**How to complete this task:**
Copy each entry below exactly as it reads.

[Source records]
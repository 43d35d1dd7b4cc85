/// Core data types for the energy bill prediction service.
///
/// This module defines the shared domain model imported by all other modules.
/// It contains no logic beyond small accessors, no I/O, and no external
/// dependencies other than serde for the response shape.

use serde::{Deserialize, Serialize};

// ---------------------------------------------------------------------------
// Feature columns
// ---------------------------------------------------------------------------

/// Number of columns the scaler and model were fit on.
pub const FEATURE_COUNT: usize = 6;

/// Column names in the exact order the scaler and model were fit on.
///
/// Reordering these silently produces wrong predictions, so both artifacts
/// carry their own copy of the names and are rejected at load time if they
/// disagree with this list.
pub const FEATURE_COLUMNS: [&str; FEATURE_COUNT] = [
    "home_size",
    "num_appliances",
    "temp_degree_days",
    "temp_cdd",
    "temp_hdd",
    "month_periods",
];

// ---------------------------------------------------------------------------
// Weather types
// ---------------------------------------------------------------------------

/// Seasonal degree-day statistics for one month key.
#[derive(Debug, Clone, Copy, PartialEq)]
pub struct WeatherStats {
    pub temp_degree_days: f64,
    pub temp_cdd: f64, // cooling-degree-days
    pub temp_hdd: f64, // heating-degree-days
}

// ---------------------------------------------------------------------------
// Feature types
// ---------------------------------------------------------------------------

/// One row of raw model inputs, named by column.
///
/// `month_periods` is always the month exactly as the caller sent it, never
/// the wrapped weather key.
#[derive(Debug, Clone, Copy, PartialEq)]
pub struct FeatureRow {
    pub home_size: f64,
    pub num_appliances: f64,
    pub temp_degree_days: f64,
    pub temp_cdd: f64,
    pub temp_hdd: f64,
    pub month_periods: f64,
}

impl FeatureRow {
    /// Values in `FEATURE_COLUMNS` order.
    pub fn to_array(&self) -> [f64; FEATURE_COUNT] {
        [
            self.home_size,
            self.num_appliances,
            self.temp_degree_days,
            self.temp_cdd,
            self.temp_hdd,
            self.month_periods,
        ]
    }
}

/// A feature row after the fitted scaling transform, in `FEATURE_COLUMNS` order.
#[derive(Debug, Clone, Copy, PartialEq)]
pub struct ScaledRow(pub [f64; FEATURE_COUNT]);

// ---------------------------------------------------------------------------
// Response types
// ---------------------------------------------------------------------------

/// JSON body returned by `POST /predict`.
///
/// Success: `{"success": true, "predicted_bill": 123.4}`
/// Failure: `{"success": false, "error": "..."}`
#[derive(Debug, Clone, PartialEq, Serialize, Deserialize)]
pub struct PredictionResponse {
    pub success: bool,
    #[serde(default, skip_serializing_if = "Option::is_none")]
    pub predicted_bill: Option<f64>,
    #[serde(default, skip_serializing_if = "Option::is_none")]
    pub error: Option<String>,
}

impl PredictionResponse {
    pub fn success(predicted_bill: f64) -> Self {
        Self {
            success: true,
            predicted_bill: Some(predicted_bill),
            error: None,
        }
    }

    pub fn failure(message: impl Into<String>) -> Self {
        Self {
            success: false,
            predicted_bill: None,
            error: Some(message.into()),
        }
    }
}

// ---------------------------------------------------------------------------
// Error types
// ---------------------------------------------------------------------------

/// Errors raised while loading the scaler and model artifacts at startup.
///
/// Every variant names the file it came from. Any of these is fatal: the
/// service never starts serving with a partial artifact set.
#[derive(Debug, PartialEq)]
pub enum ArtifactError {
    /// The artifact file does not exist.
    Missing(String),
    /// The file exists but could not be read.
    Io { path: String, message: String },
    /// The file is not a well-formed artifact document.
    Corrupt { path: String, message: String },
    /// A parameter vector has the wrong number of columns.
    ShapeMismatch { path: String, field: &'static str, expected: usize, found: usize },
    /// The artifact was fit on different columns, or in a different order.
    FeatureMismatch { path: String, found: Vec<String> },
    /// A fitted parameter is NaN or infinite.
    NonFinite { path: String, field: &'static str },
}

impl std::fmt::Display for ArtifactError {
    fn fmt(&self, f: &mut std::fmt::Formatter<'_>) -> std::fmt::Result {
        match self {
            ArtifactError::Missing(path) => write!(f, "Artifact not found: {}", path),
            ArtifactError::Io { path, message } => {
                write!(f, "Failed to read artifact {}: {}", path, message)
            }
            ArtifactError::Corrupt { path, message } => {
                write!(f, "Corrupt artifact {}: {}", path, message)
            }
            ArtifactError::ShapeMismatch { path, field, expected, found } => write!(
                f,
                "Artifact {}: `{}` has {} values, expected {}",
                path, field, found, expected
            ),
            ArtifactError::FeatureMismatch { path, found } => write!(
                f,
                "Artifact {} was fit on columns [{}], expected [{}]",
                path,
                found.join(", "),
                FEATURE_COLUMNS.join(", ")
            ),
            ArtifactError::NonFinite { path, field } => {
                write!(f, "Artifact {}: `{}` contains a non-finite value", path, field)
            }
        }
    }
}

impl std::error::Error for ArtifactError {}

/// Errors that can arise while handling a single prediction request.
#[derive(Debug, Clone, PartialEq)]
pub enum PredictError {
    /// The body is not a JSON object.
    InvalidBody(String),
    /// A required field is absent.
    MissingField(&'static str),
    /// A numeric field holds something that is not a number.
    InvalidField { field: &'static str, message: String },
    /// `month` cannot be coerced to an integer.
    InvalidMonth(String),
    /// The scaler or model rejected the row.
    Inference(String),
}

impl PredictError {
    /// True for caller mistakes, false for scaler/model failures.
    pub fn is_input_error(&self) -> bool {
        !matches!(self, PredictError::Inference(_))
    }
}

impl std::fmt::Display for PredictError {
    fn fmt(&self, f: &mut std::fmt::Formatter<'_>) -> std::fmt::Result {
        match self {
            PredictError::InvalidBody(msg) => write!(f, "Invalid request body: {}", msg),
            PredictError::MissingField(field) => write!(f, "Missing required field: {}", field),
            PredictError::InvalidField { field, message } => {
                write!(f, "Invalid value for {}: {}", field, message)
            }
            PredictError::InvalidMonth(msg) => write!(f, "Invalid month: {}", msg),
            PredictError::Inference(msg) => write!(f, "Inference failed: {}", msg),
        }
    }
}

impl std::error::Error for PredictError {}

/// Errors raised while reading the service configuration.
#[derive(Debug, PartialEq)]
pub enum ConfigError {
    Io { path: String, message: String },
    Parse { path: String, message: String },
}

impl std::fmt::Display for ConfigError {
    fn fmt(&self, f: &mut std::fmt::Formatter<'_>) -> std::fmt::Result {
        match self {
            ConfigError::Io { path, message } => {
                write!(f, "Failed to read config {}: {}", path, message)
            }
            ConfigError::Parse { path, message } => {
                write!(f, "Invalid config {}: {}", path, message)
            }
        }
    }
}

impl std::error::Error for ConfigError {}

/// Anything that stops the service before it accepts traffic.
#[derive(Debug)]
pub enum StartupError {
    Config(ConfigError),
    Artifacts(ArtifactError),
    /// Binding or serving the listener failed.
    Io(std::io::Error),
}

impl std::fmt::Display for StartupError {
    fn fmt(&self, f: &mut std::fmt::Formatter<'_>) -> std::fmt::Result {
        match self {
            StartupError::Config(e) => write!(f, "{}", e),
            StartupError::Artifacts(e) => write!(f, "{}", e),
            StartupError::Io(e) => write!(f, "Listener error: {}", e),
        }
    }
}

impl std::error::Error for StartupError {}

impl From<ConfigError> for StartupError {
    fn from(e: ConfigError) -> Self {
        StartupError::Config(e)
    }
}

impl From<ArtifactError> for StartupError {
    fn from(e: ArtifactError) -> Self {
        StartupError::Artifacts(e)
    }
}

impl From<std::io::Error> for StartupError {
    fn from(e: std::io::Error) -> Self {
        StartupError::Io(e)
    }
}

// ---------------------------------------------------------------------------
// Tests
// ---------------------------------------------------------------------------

**Answer for the task:**
repository 43d35d1dd7b4cc85
/// Core data types for the energy bill prediction service.
///
/// This module defines the shared domain model imported by all other modules.
/// It contains no logic beyond small accessors, no I/O, and no external
/// dependencies other than serde for the response shape.

use serde::{Deserialize, Serialize};

// ---------------------------------------------------------------------------
// Feature columns
// ---------------------------------------------------------------------------

/// Number of columns the scaler and model were fit on.
pub const FEATURE_COUNT: usize = 6;

/// Column names in the exact order the scaler and model were fit on.
///
/// Reordering these silently produces wrong predictions, so both artifacts
/// carry their own copy of the names and are rejected at load time if they
/// disagree with this list.
pub const FEATURE_COLUMNS: [&str; FEATURE_COUNT] = [
    "home_size",
    "num_appliances",
    "temp_degree_days",
    "temp_cdd",
    "temp_hdd",
    "month_periods",
];

// ---------------------------------------------------------------------------
// Weather types
// ---------------------------------------------------------------------------

/// Seasonal degree-day statistics for one month key.
#[derive(Debug, Clone, Copy, PartialEq)]
pub struct WeatherStats {
    pub temp_degree_days: f64,
    pub temp_cdd: f64, // cooling-degree-days
    pub temp_hdd: f64, // heating-degree-days
}

// ---------------------------------------------------------------------------
// Feature types
// ---------------------------------------------------------------------------

/// One row of raw model inputs, named by column.
///
/// `month_periods` is always the month exactly as the caller sent it, never
/// the wrapped weather key.
#[derive(Debug, Clone, Copy, PartialEq)]
pub struct FeatureRow {
    pub home_size: f64,
    pub num_appliances: f64,
    pub temp_degree_days: f64,
    pub temp_cdd: f64,
    pub temp_hdd: f64,
    pub month_periods: f64,
}

impl FeatureRow {
    /// Values in `FEATURE_COLUMNS` order.
    pub fn to_array(&self) -> [f64; FEATURE_COUNT] {
        [
            self.home_size,
            self.num_appliances,
            self.temp_degree_days,
            self.temp_cdd,
            self.temp_hdd,
            self.month_periods,
        ]
    }
}

/// A feature row after the fitted scaling transform, in `FEATURE_COLUMNS` order.
#[derive(Debug, Clone, Copy, PartialEq)]
pub struct ScaledRow(pub [f64; FEATURE_COUNT]);

// ---------------------------------------------------------------------------
// Response types
// ---------------------------------------------------------------------------

/// JSON body returned by `POST /predict`.
///
/// Success: `{"success": true, "predicted_bill": 123.4}`
/// Failure: `{"success": false, "error": "..."}`
#[derive(Debug, Clone, PartialEq, Serialize, Deserialize)]
pub struct PredictionResponse {
    pub success: bool,
    #[serde(default, skip_serializing_if = "Option::is_none")]
    pub predicted_bill: Option<f64>,
    #[serde(default, skip_serializing_if = "Option::is_none")]
    pub error: Option<String>,
}

impl PredictionResponse {
    pub fn success(predicted_bill: f64) -> Self {
        Self {
            success: true,
            predicted_bill: Some(predicted_bill),
            error: None,
        }
    }

    pub fn failure(message: impl Into<String>) -> Self {
        Self {
            success: false,
            predicted_bill: None,
            error: Some(message.into()),
        }
    }
}

// ---------------------------------------------------------------------------
// Error types
// ---------------------------------------------------------------------------

/// Errors raised while loading the scaler and model artifacts at startup.
///
/// Every variant names the file it came from. Any of these is fatal: the
/// service never starts serving with a partial artifact set.
#[derive(Debug, PartialEq)]
pub enum ArtifactError {
    /// The artifact file does not exist.
    Missing(String),
    /// The file exists but could not be read.
    Io { path: String, message: String },
    /// The file is not a well-formed artifact document.
    Corrupt { path: String, message: String },
    /// A parameter vector has the wrong number of columns.
    ShapeMismatch { path: String, field: &'static str, expected: usize, found: usize },
    /// The artifact was fit on different columns, or in a different order.
    FeatureMismatch { path: String, found: Vec<String> },
    /// A fitted parameter is NaN or infinite.
    NonFinite { path: String, field: &'static str },
}

impl std::fmt::Display for ArtifactError {
    fn fmt(&self, f: &mut std::fmt::Formatter<'_>) -> std::fmt::Result {
        match self {
            ArtifactError::Missing(path) => write!(f, "Artifact not found: {}", path),
            ArtifactError::Io { path, message } => {
                write!(f, "Failed to read artifact {}: {}", path, message)
            }
            ArtifactError::Corrupt { path, message } => {
                write!(f, "Corrupt artifact {}: {}", path, message)
            }
            ArtifactError::ShapeMismatch { path, field, expected, found } => write!(
                f,
                "Artifact {}: `{}` has {} values, expected {}",
                path, field, found, expected
            ),
            ArtifactError::FeatureMismatch { path, found } => write!(
                f,
                "Artifact {} was fit on columns [{}], expected [{}]",
                path,
                found.join(", "),
                FEATURE_COLUMNS.join(", ")
            ),
            ArtifactError::NonFinite { path, field } => {
                write!(f, "Artifact {}: `{}` contains a non-finite value", path, field)
            }
        }
    }
}

impl std::error::Error for ArtifactError {}

/// Errors that can arise while handling a single prediction request.
#[derive(Debug, Clone, PartialEq)]
pub enum PredictError {
    /// The body is not a JSON object.
    InvalidBody(String),
    /// A required field is absent.
    MissingField(&'static str),
    /// A numeric field holds something that is not a number.
    InvalidField { field: &'static str, message: String },
    /// `month` cannot be coerced to an integer.
    InvalidMonth(String),
    /// The scaler or model rejected the row.
    Inference(String),
}

impl PredictError {
    /// True for caller mistakes, false for scaler/model failures.
    pub fn is_input_error(&self) -> bool {
        !matches!(self, PredictError::Inference(_))
    }
}

impl std::fmt::Display for PredictError {
    fn fmt(&self, f: &mut std::fmt::Formatter<'_>) -> std::fmt::Result {
        match self {
            PredictError::InvalidBody(msg) => write!(f, "Invalid request body: {}", msg),
            PredictError::MissingField(field) => write!(f, "Missing required field: {}", field),
            PredictError::InvalidField { field, message } => {
                write!(f, "Invalid value for {}: {}", field, message)
            }
            PredictError::InvalidMonth(msg) => write!(f, "Invalid month: {}", msg),
            PredictError::Inference(msg) => write!(f, "Inference failed: {}", msg),
        }
    }
}

impl std::error::Error for PredictError {}

/// Errors raised while reading the service configuration.
#[derive(Debug, PartialEq)]
pub enum ConfigError {
    Io { path: String, message: String },
    Parse { path: String, message: String },
}

impl std::fmt::Display for ConfigError {
    fn fmt(&self, f: &mut std::fmt::Formatter<'_>) -> std::fmt::Result {
        match self {
            ConfigError::Io { path, message } => {
                write!(f, "Failed to read config {}: {}", path, message)
            }
            ConfigError::Parse { path, message } => {
                write!(f, "Invalid config {}: {}", path, message)
            }
        }
    }
}

impl std::error::Error for ConfigError {}

/// Anything that stops the service before it accepts traffic.
#[derive(Debug)]
pub enum StartupError {
    Config(ConfigError),
    Artifacts(ArtifactError),
    /// Binding or serving the listener failed.
    Io(std::io::Error),
}

impl std::fmt::Display for StartupError {
    fn fmt(&self, f: &mut std::fmt::Formatter<'_>) -> std::fmt::Result {
        match self {
            StartupError::Config(e) => write!(f, "{}", e),
            StartupError::Artifacts(e) => write!(f, "{}", e),
            StartupError::Io(e) => write!(f, "Listener error: {}", e),
        }
    }
}

impl std::error::Error for StartupError {}

impl From<ConfigError> for StartupError {
    fn from(e: ConfigError) -> Self {
        StartupError::Config(e)
    }
}

impl From<ArtifactError> for StartupError {
    fn from(e: ArtifactError) -> Self {
        StartupError::Artifacts(e)
    }
}

impl From<std::io::Error> for StartupError {
    fn from(e: std::io::Error) -> Self {
        StartupError::Io(e)
    }
}

// ---------------------------------------------------------------------------
// Tests
// ---------------------------------------------------------------------------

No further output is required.